• **WHAT YOU WILL DO**: Search the material below for the word "edge" and copy every line in which it occurs.

• **MATERIAL SHOWN**:
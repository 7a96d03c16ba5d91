//! Pulse counters for the two flow meters and the wheel-rotation sensor.
//!
//! Each GPIO ISR bumps one counter per rising edge. The main loop reads and
//! clears all three at once with [`PulseCounters::take_snapshot_and_reset`].
//!
//! The triple lives behind a single `critical_section::Mutex`, so the ISRs
//! and the snapshot exclude each other: an edge that fires while a snapshot
//! holds the section is latched by the interrupt controller and lands in
//! the freshly zeroed counters, i.e. in the *next* snapshot. Nothing inside
//! the section does more than integer copies.
//!
//! ## Counter width
//!
//! `u32` counters are reset at least once per accumulation window
//! (bounded by [`MAX_WINDOW_SECS`](crate::config::MAX_WINDOW_SECS)). At a
//! generous 10 kHz pulse rate that is 3.6e7 pulses, two orders of magnitude
//! below `u32::MAX`. The increment still saturates rather than wraps.

use core::cell::Cell;

use critical_section::Mutex;

/// One of the three pulse inputs.
#[derive(Debug, Clone, Copy, PartialEq, Eq)]
pub enum PulseChannel {
    /// Supply-line flow meter.
    FlowIn,
    /// Return-line flow meter.
    FlowOut,
    /// Wheel-rotation sensor.
    Distance,
}

/// Integer counter values as held in interrupt context.
#[derive(Debug, Clone, Copy, Default, PartialEq, Eq)]
pub struct RawCounts {
    pub flow_in: u32,
    pub flow_out: u32,
    pub distance: u32,
}

impl RawCounts {
    pub const ZERO: Self = Self {
        flow_in: 0,
        flow_out: 0,
        distance: 0,
    };

    #[inline]
    fn bump(&mut self, channel: PulseChannel) {
        let slot = match channel {
            PulseChannel::FlowIn => &mut self.flow_in,
            PulseChannel::FlowOut => &mut self.flow_out,
            PulseChannel::Distance => &mut self.distance,
        };
        *slot = slot.saturating_add(1);
    }

    /// Count for one channel.
    pub fn get(&self, channel: PulseChannel) -> u32 {
        match channel {
            PulseChannel::FlowIn => self.flow_in,
            PulseChannel::FlowOut => self.flow_out,
            PulseChannel::Distance => self.distance,
        }
    }
}

/// Real-valued copy of the three counters taken at one instant.
///
/// "Total pulses since the last reset" for each channel.
#[derive(Debug, Clone, Copy, Default, PartialEq)]
pub struct Snapshot {
    pub flow_in: f32,
    pub flow_out: f32,
    pub distance: f32,
}

impl From<RawCounts> for Snapshot {
    fn from(raw: RawCounts) -> Self {
        Self {
            flow_in: raw.flow_in as f32,
            flow_out: raw.flow_out as f32,
            distance: raw.distance as f32,
        }
    }
}

/// The three counters shared between ISRs and the main loop.
pub struct PulseCounters {
    counts: Mutex<Cell<RawCounts>>,
}

impl Default for PulseCounters {
    fn default() -> Self {
        Self::new()
    }
}

impl PulseCounters {
    pub const fn new() -> Self {
        Self {
            counts: Mutex::new(Cell::new(RawCounts::ZERO)),
        }
    }

    /// Count one edge. Called from the GPIO ISR: increment only, no I/O,
    /// no floating point.
    #[inline]
    pub fn record(&self, channel: PulseChannel) {
        critical_section::with(|cs| {
            let cell = self.counts.borrow(cs);
            let mut counts = cell.get();
            counts.bump(channel);
            cell.set(counts);
        });
    }

    /// Current distance pulses without resetting anything.
    ///
    /// The scheduler polls this every loop iteration to decide whether the
    /// distance threshold has been reached.
    pub fn distance_pulses(&self) -> u32 {
        critical_section::with(|cs| self.counts.borrow(cs).get().distance)
    }

    /// Current values of all counters without resetting them.
    pub fn peek(&self) -> RawCounts {
        critical_section::with(|cs| self.counts.borrow(cs).get())
    }

    /// Copy and zero all three counters inside one critical section.
    pub fn take_raw_and_reset(&self) -> RawCounts {
        critical_section::with(|cs| self.counts.borrow(cs).replace(RawCounts::ZERO))
    }

    /// Exclusive read-and-clear of the counter triple.
    ///
    /// The float conversion happens after the critical section has been
    /// released so added interrupt latency stays at a handful of loads and
    /// stores.
    pub fn take_snapshot_and_reset(&self) -> Snapshot {
        Snapshot::from(self.take_raw_and_reset())
    }
}

/// Process-wide counters. A `static` because GPIO ISR callbacks cannot
/// capture state; everything else reaches it through a `&'static` handed to
/// the [`TripComputer`](crate::app::service::TripComputer).
pub static PULSE_COUNTERS: PulseCounters = PulseCounters::new();

/// Supply-line flow meter rising edge.
pub fn flow_in_isr_handler() {
    PULSE_COUNTERS.record(PulseChannel::FlowIn);
}

/// Return-line flow meter rising edge.
pub fn flow_out_isr_handler() {
    PULSE_COUNTERS.record(PulseChannel::FlowOut);
}

/// Wheel-rotation sensor rising edge.
pub fn distance_isr_handler() {
    PULSE_COUNTERS.record(PulseChannel::Distance);
}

• **SOLUTION**:
//! Each GPIO ISR bumps one counter per rising edge. The main loop reads and
//! and the snapshot exclude each other: an edge that fires while a snapshot
    /// Count one edge. Called from the GPIO ISR: increment only, no I/O,
/// Supply-line flow meter rising edge.
/// Return-line flow meter rising edge.
/// Wheel-rotation sensor rising edge.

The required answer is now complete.